Petit topo pour les oublieux et les désabusés : je ne vais pas vous refaire toute l'histoire, mais dans le domaine, il y a des noms qui font autorité, au son desquels tout être doué de raison se prosterne et déverse la litanie des qualificatifs élogieux que la situation exige.
Parmi eux : Malinowski, Lévi-Strauss, Mauss. Je pourrais en citer bien d'autres, mais ceux-là sont fondateurs, autant se concentrer dessus (et c'est sans parler de ceux qui sont à cheval sur le domaine et l'ethnologie ou la sociologie...Coucou Emile!).

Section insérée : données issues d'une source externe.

//! crates/logging-sink/src/syslog.rs
//! Syslog destination over libc `openlog(3)`/`syslog(3)`.
//!
//! The connection is opened at most once per process with [`open_once`] and
//! stays open until exit.

use std::ffi::{CStr, CString};
use std::fmt;
use std::sync::OnceLock;

/// Syslog facility codes matching the POSIX syslog(3) constants.
#[derive(Clone, Copy, Debug, Default, Eq, PartialEq)]
#[repr(i32)]
pub enum SyslogFacility {
    /// Kernel messages (LOG_KERN).
    Kern = libc::LOG_KERN,
    /// User-level messages (LOG_USER), the default for applications.
    #[default]
    User = libc::LOG_USER,
    /// Mail system (LOG_MAIL).
    Mail = libc::LOG_MAIL,
    /// System daemons (LOG_DAEMON).
    Daemon = libc::LOG_DAEMON,
    /// Security/authorization messages (LOG_AUTH).
    Auth = libc::LOG_AUTH,
    /// Messages generated internally by syslogd (LOG_SYSLOG).
    Syslog = libc::LOG_SYSLOG,
    /// Line printer subsystem (LOG_LPR).
    Lpr = libc::LOG_LPR,
    /// Network news subsystem (LOG_NEWS).
    News = libc::LOG_NEWS,
    /// UUCP subsystem (LOG_UUCP).
    Uucp = libc::LOG_UUCP,
    /// Clock daemon (LOG_CRON).
    Cron = libc::LOG_CRON,
    /// Reserved for local use (LOG_LOCAL0).
    Local0 = libc::LOG_LOCAL0,
    /// Reserved for local use (LOG_LOCAL1).
    Local1 = libc::LOG_LOCAL1,
    /// Reserved for local use (LOG_LOCAL2).
    Local2 = libc::LOG_LOCAL2,
    /// Reserved for local use (LOG_LOCAL3).
    Local3 = libc::LOG_LOCAL3,
    /// Reserved for local use (LOG_LOCAL4).
    Local4 = libc::LOG_LOCAL4,
    /// Reserved for local use (LOG_LOCAL5).
    Local5 = libc::LOG_LOCAL5,
    /// Reserved for local use (LOG_LOCAL6).
    Local6 = libc::LOG_LOCAL6,
    /// Reserved for local use (LOG_LOCAL7).
    Local7 = libc::LOG_LOCAL7,
}

impl SyslogFacility {
    /// Every facility, in `<syslog.h>` order.
    pub const ALL: [Self; 18] = [
        Self::Kern,
        Self::User,
        Self::Mail,
        Self::Daemon,
        Self::Auth,
        Self::Syslog,
        Self::Lpr,
        Self::News,
        Self::Uucp,
        Self::Cron,
        Self::Local0,
        Self::Local1,
        Self::Local2,
        Self::Local3,
        Self::Local4,
        Self::Local5,
        Self::Local6,
        Self::Local7,
    ];

    /// Parses a facility name such as `"user"` or `"LOCAL3"`.
    ///
    /// Matching is case-insensitive. Returns `None` for unknown names.
    ///
    /// # Examples
    ///
    /// ```
    /// use logging_sink::syslog::SyslogFacility;
    ///
    /// assert_eq!(SyslogFacility::from_name("user"), Some(SyslogFacility::User));
    /// assert_eq!(SyslogFacility::from_name("LOCAL3"), Some(SyslogFacility::Local3));
    /// assert_eq!(SyslogFacility::from_name("local8"), None);
    /// ```
    pub fn from_name(name: &str) -> Option<Self> {
        Self::ALL
            .into_iter()
            .find(|facility| facility.as_str().eq_ignore_ascii_case(name))
    }

    /// Returns the lowercase facility name.
    pub const fn as_str(self) -> &'static str {
        match self {
            Self::Kern => "kern",
            Self::User => "user",
            Self::Mail => "mail",
            Self::Daemon => "daemon",
            Self::Auth => "auth",
            Self::Syslog => "syslog",
            Self::Lpr => "lpr",
            Self::News => "news",
            Self::Uucp => "uucp",
            Self::Cron => "cron",
            Self::Local0 => "local0",
            Self::Local1 => "local1",
            Self::Local2 => "local2",
            Self::Local3 => "local3",
            Self::Local4 => "local4",
            Self::Local5 => "local5",
            Self::Local6 => "local6",
            Self::Local7 => "local7",
        }
    }
}

impl fmt::Display for SyslogFacility {
    fn fmt(&self, f: &mut fmt::Formatter<'_>) -> fmt::Result {
        f.write_str(self.as_str())
    }
}

/// Ident passed to `openlog(3)` when no tag is configured.
pub const DEFAULT_SYSLOG_TAG: &str = "leveled-log";

/// Facility and ident used when opening the syslog connection.
///
/// # Examples
///
/// ```
/// use logging_sink::syslog::{SyslogConfig, SyslogFacility};
///
/// let config = SyslogConfig::new(SyslogFacility::Local5, "inventory");
/// assert_eq!(config.facility(), SyslogFacility::Local5);
/// assert_eq!(config.tag(), "inventory");
/// ```
#[derive(Clone, Debug, Eq, PartialEq)]
pub struct SyslogConfig {
    facility: SyslogFacility,
    tag: String,
}

impl SyslogConfig {
    /// Creates a configuration with the given facility and tag.
    pub fn new(facility: SyslogFacility, tag: impl Into<String>) -> Self {
        Self {
            facility,
            tag: tag.into(),
        }
    }

    /// Returns the configured facility.
    pub const fn facility(&self) -> SyslogFacility {
        self.facility
    }

    /// Returns the configured tag.
    pub fn tag(&self) -> &str {
        &self.tag
    }
}

impl Default for SyslogConfig {
    fn default() -> Self {
        Self::new(SyslogFacility::default(), DEFAULT_SYSLOG_TAG)
    }
}

/// Syslog priorities matching the POSIX syslog(3) severity constants.
#[derive(Clone, Copy, Debug, Eq, PartialEq)]
#[repr(i32)]
pub enum SyslogPriority {
    /// Error conditions (LOG_ERR).
    Error = libc::LOG_ERR,
    /// Warning conditions (LOG_WARNING).
    Warning = libc::LOG_WARNING,
    /// Normal but significant condition (LOG_NOTICE).
    Notice = libc::LOG_NOTICE,
    /// Informational messages (LOG_INFO).
    Info = libc::LOG_INFO,
    /// Debug-level messages (LOG_DEBUG).
    Debug = libc::LOG_DEBUG,
}

// openlog(3) keeps the ident pointer, so the CString lives in a static.
static IDENT: OnceLock<CString> = OnceLock::new();

/// Opens the syslog connection unless a previous call already did.
///
/// Returns `true` when this call opened the connection and `false` when it
/// was already open, in which case `config` is ignored. A tag containing a
/// NUL byte falls back to [`DEFAULT_SYSLOG_TAG`].
pub fn open_once(config: &SyslogConfig) -> bool {
    let mut opened = false;
    IDENT.get_or_init(|| {
        let ident = CString::new(config.tag()).unwrap_or_else(|_| default_ident());
        // SAFETY: the ident buffer is heap-allocated and moves into the
        // static unchanged, so the pointer stays valid for the process
        // lifetime. OnceLock serialises concurrent initialisation.
        unsafe {
            libc::openlog(
                ident.as_ptr(),
                libc::LOG_PID,
                config.facility() as libc::c_int,
            );
        }
        opened = true;
        ident
    });
    opened
}

/// Reports whether [`open_once`] has opened the connection.
pub fn is_open() -> bool {
    IDENT.get().is_some()
}

/// Sends `message` to syslog(3) with the given priority.
///
/// Does nothing until [`open_once`] has run. Text after an embedded NUL byte
/// is dropped.
pub fn send(priority: SyslogPriority, message: &str) {
    if !is_open() {
        return;
    }

    let text = message.split('\0').next().unwrap_or_default();
    let Ok(c_message) = CString::new(text) else {
        return;
    };
    let format: &CStr = c"%s";

    // SAFETY: openlog has completed (checked above) and syslog is safe to call
    // concurrently afterwards. Both arguments are valid NUL-terminated strings
    // and the message is passed through "%s" so `%` in it is not interpreted.
    unsafe {
        libc::syslog(priority as libc::c_int, format.as_ptr(), c_message.as_ptr());
    }
}

fn default_ident() -> CString {
    CString::from(c"leveled-log")
}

Si l'on pousse un peu plus, on tombe assez rapidement sur le nom de Margaret Mead, digne représentante de l'école américaine, qui a beaucoup œuvré en Océanie, et n'a pas hésité à publier des travaux sur la sexualité au sein de sociétés traditionnelles, et à souligner l'existence de la bisexualité et d'une liberté sexuelle fort éloignée des comportements puritains de l'Amérique des années 1920.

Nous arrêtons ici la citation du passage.